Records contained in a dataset
========================

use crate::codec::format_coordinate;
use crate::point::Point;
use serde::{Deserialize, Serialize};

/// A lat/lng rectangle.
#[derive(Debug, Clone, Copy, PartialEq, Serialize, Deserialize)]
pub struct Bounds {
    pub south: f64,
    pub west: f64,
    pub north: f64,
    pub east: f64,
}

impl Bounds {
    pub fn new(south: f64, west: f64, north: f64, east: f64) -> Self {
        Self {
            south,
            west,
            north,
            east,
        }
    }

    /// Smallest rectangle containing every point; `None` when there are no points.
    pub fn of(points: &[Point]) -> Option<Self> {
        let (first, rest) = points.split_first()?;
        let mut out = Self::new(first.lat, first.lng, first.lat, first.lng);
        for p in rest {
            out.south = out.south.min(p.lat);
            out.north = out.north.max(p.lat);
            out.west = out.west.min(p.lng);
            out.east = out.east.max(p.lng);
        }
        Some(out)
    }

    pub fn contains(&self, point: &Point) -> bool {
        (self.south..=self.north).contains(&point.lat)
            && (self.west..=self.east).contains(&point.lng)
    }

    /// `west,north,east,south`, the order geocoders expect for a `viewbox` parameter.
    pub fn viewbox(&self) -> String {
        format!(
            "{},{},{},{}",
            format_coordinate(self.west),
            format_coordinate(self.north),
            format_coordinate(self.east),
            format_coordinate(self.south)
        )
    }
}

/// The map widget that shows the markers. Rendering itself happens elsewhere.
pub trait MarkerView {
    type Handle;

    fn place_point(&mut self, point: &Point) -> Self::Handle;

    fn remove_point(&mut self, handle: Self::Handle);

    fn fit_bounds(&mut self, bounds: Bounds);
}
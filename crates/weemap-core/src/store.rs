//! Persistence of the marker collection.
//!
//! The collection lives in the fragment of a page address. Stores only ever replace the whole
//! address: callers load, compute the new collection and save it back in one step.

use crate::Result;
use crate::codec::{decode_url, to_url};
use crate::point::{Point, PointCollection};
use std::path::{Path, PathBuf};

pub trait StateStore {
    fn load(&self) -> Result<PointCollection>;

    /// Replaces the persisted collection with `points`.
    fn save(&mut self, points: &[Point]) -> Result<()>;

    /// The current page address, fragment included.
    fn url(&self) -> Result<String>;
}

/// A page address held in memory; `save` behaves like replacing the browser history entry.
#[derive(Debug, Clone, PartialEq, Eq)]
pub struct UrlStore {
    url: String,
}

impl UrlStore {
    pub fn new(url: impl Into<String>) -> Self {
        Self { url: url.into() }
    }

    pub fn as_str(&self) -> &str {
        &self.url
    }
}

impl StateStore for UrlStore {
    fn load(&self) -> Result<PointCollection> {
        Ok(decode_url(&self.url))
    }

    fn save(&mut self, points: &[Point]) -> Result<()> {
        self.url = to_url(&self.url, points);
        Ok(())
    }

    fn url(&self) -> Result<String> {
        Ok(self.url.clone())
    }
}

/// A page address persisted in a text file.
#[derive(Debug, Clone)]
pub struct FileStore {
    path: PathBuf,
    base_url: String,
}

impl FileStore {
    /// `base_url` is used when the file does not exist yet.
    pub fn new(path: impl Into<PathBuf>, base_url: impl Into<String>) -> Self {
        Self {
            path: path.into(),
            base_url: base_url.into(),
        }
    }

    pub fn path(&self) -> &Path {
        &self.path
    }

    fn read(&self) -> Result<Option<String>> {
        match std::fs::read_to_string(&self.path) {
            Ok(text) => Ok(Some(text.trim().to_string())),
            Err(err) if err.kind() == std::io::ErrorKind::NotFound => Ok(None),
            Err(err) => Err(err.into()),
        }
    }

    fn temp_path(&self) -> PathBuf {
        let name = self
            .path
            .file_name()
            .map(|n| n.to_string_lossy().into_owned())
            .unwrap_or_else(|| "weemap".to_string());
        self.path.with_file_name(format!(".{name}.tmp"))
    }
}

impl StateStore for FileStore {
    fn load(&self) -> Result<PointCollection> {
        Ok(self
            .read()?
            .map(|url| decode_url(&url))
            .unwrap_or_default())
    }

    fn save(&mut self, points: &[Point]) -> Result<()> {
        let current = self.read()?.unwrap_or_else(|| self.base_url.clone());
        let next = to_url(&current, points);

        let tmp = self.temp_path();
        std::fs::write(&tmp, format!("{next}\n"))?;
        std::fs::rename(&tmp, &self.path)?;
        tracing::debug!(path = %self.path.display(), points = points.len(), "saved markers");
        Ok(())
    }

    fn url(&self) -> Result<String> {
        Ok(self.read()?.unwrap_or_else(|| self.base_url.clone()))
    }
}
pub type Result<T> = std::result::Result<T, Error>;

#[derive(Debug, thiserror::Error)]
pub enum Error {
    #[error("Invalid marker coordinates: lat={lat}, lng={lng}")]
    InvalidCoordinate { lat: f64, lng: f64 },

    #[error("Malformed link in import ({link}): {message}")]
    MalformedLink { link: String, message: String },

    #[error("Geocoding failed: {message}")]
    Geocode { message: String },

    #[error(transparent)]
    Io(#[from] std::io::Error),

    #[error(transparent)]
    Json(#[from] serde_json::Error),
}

========================

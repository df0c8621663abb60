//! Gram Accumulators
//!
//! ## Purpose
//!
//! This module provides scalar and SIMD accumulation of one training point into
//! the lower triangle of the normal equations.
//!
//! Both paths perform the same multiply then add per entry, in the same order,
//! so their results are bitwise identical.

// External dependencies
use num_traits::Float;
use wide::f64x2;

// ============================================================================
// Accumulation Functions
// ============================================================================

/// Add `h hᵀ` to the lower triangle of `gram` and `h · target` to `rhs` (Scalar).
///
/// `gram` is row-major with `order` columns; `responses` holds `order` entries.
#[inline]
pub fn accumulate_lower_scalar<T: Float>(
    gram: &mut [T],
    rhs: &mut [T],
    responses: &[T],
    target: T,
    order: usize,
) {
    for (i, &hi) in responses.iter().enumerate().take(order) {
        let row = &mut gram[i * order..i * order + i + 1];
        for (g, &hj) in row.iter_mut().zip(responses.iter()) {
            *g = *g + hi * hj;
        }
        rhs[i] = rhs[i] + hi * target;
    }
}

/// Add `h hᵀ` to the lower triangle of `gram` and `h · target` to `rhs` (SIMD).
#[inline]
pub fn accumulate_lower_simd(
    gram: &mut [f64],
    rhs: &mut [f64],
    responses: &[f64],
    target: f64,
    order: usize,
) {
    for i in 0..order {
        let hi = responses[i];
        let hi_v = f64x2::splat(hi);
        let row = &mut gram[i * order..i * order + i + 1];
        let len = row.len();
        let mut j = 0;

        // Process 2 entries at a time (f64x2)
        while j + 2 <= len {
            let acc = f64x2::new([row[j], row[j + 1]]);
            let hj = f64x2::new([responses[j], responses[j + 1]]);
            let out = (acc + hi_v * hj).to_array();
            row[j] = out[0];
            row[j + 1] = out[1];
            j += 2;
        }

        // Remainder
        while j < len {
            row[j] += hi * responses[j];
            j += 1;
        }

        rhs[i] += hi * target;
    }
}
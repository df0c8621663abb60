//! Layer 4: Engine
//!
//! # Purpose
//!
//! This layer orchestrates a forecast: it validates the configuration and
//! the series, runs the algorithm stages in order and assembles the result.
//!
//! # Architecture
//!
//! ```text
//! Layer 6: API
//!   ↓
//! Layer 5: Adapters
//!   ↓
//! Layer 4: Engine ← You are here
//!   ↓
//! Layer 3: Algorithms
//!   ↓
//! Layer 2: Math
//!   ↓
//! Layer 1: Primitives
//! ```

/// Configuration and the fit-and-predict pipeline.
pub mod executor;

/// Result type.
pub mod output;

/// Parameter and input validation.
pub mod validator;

========================

● **Exercise goal**
In the entries above, find the line with "tracing::debug!(path = %self.path.display(), points" and the line with "pub type Result<T>", then set down exactly those two and every line between them, nothing else.

● **Final answer**
        tracing::debug!(path = %self.path.display(), points = points.len(), "saved markers");
        Ok(())
    }

    fn url(&self) -> Result<String> {
        Ok(self.read()?.unwrap_or_else(|| self.base_url.clone()))
    }
}
pub type Result<T> = std::result::Result<T, Error>;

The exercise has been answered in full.